PROBLEM DETAILS
Within the listing below, show every line that contains the word "NotificationDispatcher".

DATA TO USE
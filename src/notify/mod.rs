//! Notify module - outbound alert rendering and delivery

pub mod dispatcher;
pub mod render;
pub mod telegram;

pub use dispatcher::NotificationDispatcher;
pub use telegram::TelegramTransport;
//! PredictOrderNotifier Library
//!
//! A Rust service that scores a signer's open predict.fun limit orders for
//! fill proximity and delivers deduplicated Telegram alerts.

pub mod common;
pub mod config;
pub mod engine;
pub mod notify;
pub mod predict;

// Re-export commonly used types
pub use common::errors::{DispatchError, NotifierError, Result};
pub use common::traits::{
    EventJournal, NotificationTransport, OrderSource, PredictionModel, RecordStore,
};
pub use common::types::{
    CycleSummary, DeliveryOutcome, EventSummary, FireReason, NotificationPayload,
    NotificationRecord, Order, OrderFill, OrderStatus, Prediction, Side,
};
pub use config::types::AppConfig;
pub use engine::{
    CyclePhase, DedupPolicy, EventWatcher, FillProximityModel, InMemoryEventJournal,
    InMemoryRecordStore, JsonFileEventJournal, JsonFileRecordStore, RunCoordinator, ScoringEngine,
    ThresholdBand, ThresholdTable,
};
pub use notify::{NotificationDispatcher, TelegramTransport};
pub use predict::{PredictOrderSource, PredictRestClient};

SOLUTION BELOW
pub use dispatcher::NotificationDispatcher;
pub use notify::{NotificationDispatcher, TelegramTransport};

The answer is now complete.